Without wishing to confirm any cultural prejudices regarding Germany, I will simply say that it is often helpful here to have a certificate to confirm that you can do the things you claim to be able to do. With that in mind I signed up for and passed the DTZ (German Test for Immigrants). I received 99% in the speaking section (I’d dearly like to know where I dropped that 1%!), confirming that my German language skills were above B1 level back then.

November 2014
CELTA – Cambridge English

For a wide variety of reasons (ask me when you interview me!) I changed career in 2014, leaving Financial Services behind to move to Germany and become an English Teacher. To do that I chose to take the most widely recognised qualification for EFL teachers – the Certificate in Teaching English to Speakers of Other Languages (CELTA). This was an intensive course of study which required facing lots of new challenges and throwing myself into learning how to teach as well as discovering and clearing up gaps in my own knowledge of the English language.

This set me up very well for my successful career as an EFL trainer, where I have also had the opportunity to massively improve my communication and speaking skills.

2010 - 2012
Investment & Finance

I wanted to further my knowledge and gain some professional certifications to back up my practical knowledge, so I took a series of courses and exams focused on investment management (my professional field from 2006 - 2014).

I started with the Investment Operations Certificate from the CISI, then moved on to the Investment Management Certificate from the CFA Society of the UK, and then started working towards becoming a Chartered Financial Analyst (CFA). I completed Level 1 of the 3 CFA levels, but due to moving to a new company which didn’t support the CFA program, and then changing career entirely in 2014, I didn’t complete levels 2 & 3. I learned a huge amount about financial analysis in the course of completing my Level 1 certification however.

July 2006
MA(Hons) First Class – Sociology, University of Edinburgh

In 2006 (a long time ago now!) I graduated from my four-year degree course at the University of Edinburgh with a First Class Honours Degree in Sociology.
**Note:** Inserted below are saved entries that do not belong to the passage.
use criterion::{black_box, criterion_group, criterion_main, Criterion};

use adaptutor_core::model::{AnswerSet, Question, Tier};
use adaptutor_core::scoring::{aggregate, classify, next_tier};

const TOPICS: [&str; 6] = [
    "Addition",
    "Subtraction",
    "Fractions",
    "Grammar",
    "Spelling",
    "Vocabulary",
];

fn make_round(n: usize) -> (Vec<Question>, AnswerSet) {
    let questions: Vec<Question> = (0..n)
        .map(|i| Question {
            id: (i + 1).to_string(),
            question: format!("Question {i}"),
            question_hindi: None,
            options: vec!["a".into(), "b".into(), "c".into(), "d".into()],
            options_hindi: vec![],
            correct_answer: "a".into(),
            topic: TOPICS[i % TOPICS.len()].to_string(),
            difficulty: Tier::Intermediate,
            explanation: None,
            explanation_hindi: None,
        })
        .collect();
    let answers = questions
        .iter()
        .enumerate()
        .filter(|(i, _)| i % 3 != 0)
        .map(|(i, q)| (q.id.clone(), if i % 4 == 0 { "b" } else { "a" }.to_string()))
        .collect();
    (questions, answers)
}

fn bench_round_scoring(c: &mut Criterion) {
    let mut group = c.benchmark_group("round_scoring");

    for n in [5usize, 50, 500] {
        let (questions, answers) = make_round(n);
        group.bench_function(format!("{n}_questions"), |b| {
            b.iter(|| {
                let round = aggregate(black_box(&questions), black_box(&answers));
                let classification = classify(&round.topics);
                let tier = next_tier(round.score_percentage().unwrap_or(0.0));
                (classification, tier)
            })
        });
    }

    group.finish();
}

fn bench_next_tier(c: &mut Criterion) {
    c.bench_function("next_tier", |b| {
        b.iter(|| {
            for pct in [0.0, 49.9, 60.0, 79.9, 80.0, 100.0] {
                black_box(next_tier(black_box(pct)));
            }
        })
    });
}

criterion_group!(benches, bench_round_scoring, bench_next_tier);
criterion_main!(benches);
//! Built-in content served when generation is unavailable or unusable.

use crate::model::{Question, Subject, Tier};
use crate::plan::{ParentGuidance, PlanDay, StudyPlan, WeekendChallenge};
use crate::prompt::topic_catalogue;

struct Template {
    question: &'static str,
    options: [&'static str; 4],
    correct: &'static str,
    topic: &'static str,
    explanation: &'static str,
}

static MATH: [Template; 5] = [
    Template {
        question: "Ravi buys 3 mangoes for 5 rupees each. How many rupees does he pay?",
        options: ["8", "15", "10", "20"],
        correct: "15",
        topic: "Multiplication",
        explanation: "3 mangoes x 5 rupees = 15 rupees.",
    },
    Template {
        question: "What is 27 + 15?",
        options: ["32", "42", "41", "52"],
        correct: "42",
        topic: "Addition",
        explanation: "27 + 15 = 42.",
    },
    Template {
        question: "A farmer had 50 kg of rice and sold 18 kg. How much is left?",
        options: ["22 kg", "32 kg", "38 kg", "68 kg"],
        correct: "32 kg",
        topic: "Subtraction",
        explanation: "50 - 18 = 32.",
    },
    Template {
        question: "What is half of 20 rupees?",
        options: ["5 rupees", "10 rupees", "15 rupees", "40 rupees"],
        correct: "10 rupees",
        topic: "Fractions",
        explanation: "Half means dividing into 2 equal parts: 20 / 2 = 10.",
    },
    Template {
        question: "How many sides does a square have?",
        options: ["2", "3", "4", "5"],
        correct: "4",
        topic: "Geometry",
        explanation: "A square has 4 equal sides.",
    },
];

static ENGLISH: [Template; 5] = [
    Template {
        question: "Which word is a noun?",
        options: ["Run", "Blue", "Cat", "Quickly"],
        correct: "Cat",
        topic: "Grammar",
        explanation: "A noun names a person, place, animal, or thing.",
    },
    Template {
        question: "What is the past tense of 'run'?",
        options: ["Runned", "Ran", "Running", "Runs"],
        correct: "Ran",
        topic: "Grammar",
        explanation: "'Run' is irregular: today I run, yesterday I ran.",
    },
    Template {
        question: "Choose the correct spelling:",
        options: ["Happyness", "Happiness", "Hapiness", "Happines"],
        correct: "Happiness",
        topic: "Spelling",
        explanation: "The 'y' in happy changes to 'i' before '-ness'.",
    },
    Template {
        question: "Which word means the opposite of 'big'?",
        options: ["Large", "Tall", "Small", "Huge"],
        correct: "Small",
        topic: "Vocabulary",
        explanation: "Opposites are called antonyms; big and small are antonyms.",
    },
    Template {
        question: "Which sentence is correct?",
        options: [
            "She go to school.",
            "She goes to school.",
            "She going to school.",
            "She gone to school.",
        ],
        correct: "She goes to school.",
        topic: "Sentences",
        explanation: "With 'she', the verb takes an 's': she goes.",
    },
];

/// Exactly five schema-valid questions for `subject`, tagged with `tier`.
pub fn fallback_questions(subject: Subject, tier: Tier) -> Vec<Question> {
    let templates: Vec<&Template> = match subject {
        Subject::Math => MATH.iter().collect(),
        Subject::English => ENGLISH.iter().collect(),
        Subject::Both => vec![&MATH[1], &ENGLISH[0], &MATH[2], &ENGLISH[2], &MATH[4]],
    };

    templates
        .into_iter()
        .enumerate()
        .map(|(i, t)| Question {
            id: (i + 1).to_string(),
            question: t.question.to_string(),
            question_hindi: None,
            options: t.options.iter().map(|o| o.to_string()).collect(),
            options_hindi: Vec::new(),
            correct_answer: t.correct.to_string(),
            topic: t.topic.to_string(),
            difficulty: tier,
            explanation: Some(t.explanation.to_string()),
            explanation_hindi: None,
        })
        .collect()
}

const WEEKDAYS: [&str; 5] = ["Monday", "Tuesday", "Wednesday", "Thursday", "Friday"];

/// A plan focused on `weaknesses`, or on the tier's catalogue when there are none.
pub fn fallback_plan(subject: Subject, tier: Tier, weaknesses: &[String]) -> StudyPlan {
    let topics: Vec<String> = if weaknesses.is_empty() {
        topic_catalogue(subject, tier)
            .into_iter()
            .map(str::to_string)
            .collect()
    } else {
        weaknesses.to_vec()
    };

    let days = WEEKDAYS
        .iter()
        .zip(topics.iter().cycle())
        .map(|(day, topic)| PlanDay {
            day: day.to_string(),
            topic: topic.clone(),
            activities: vec![
                format!("Read and talk through one example of {topic}"),
                format!("Solve five practice problems on {topic}"),
                "Explain one answer to a family member".to_string(),
            ],
            resources: vec!["School textbook".to_string(), "Notebook".to_string()],
            estimated_time: Some("30 minutes".to_string()),
            difficulty_level: Some(tier.to_string()),
        })
        .collect();

    StudyPlan {
        greeting: Some("Hello! Here is your plan for this week.".to_string()),
        greeting_hindi: Some("नमस्ते! इस सप्ताह की आपकी योजना यह है।".to_string()),
        week_title: format!("{subject} Practice Week"),
        motivational_message: Some("A little practice every day adds up!".to_string()),
        days,
        weekend_challenge: Some(WeekendChallenge {
            title: "Teach it back".to_string(),
            description: "Pick your favourite topic from this week and teach it to a friend."
                .to_string(),
            example: None,
        }),
        parent_guidance: Some(ParentGuidance {
            english: "Ask your child to explain one thing they learned each day.".to_string(),
            hindi: "अपने बच्चे से हर दिन सीखी एक बात समझाने को कहें।".to_string(),
        }),
    }
}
I learned a huge amount during those years, including my first forays into quantitative analysis. Ah, SPSS, my old friend!

After my MA I decided not to continue in academia, and moved into industry. I found work in financial services (more details on my CV or LinkedIn profile), where I spent time building fair value pricing models, ensuring pricing data quality and managing treasury data, among a wide range of other things.